Alpha-1 antitrypsin (AAT) deficiency is a common single-gene disorder among Northern Europeans and North Americans. The carrier frequency for the common missense mutation (Z-AAT) ranges from 4% in the US to nearly 25% in the Republic of Ireland. Severe AAT deficiency (plasma levels below 11 μm) is most commonly associated with an adult-onset
lung disease, with pan-acinar
emphysema and airway
inflammation, which is thought to be primarily owing to the loss of function of AAT in neutralizing
neutrophil elastase and other pro-inflammatory
enzymes. In 5-10% of patients, severe
liver disease may develop. This may occur at any time from infancy to adulthood, and is thought to be owing to toxicity from the Z-AAT
mutant protein that folds poorly and forms insoluble
polymers within the hepatocyte, which is the primary site for AAT production.
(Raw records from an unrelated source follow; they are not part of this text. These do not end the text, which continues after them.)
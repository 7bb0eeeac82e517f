//! Verify command implementation.

use super::{open_library, CommandResult};
use crate::config::WisdomConfig;

/// Audits the change log against the live tables.
pub fn run(config: &WisdomConfig) -> CommandResult {
    let library = open_library(config)?;
    println!("Verifying library at {}", config.db_path.display());

    let report = library.audit()?;
    println!("  Events checked: {}", report.events_checked);

    if report.is_consistent() {
        println!("✓ Change log is consistent");
        Ok(())
    } else {
        for violation in &report.violations {
            println!("  ✗ {}", violation);
        }
        println!("✗ {} violation(s) found", report.violations.len());
        Err("verification failed".into())
    }
}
Thus, gene therapy for AAT
lung disease is conceived of as augmentation of serum levels (a prolonged form of
protein replacement, which is currently in use), while gene therapy for
liver disease presents the problem of also having to downregulate the production of Z-AAT
protein. Over the years, numerous strategies have been employed for the gene therapy of both AAT-deficient
lung disease and
liver disease. These will be reviewed with an emphasis on modalities that have reached clinical trials recently.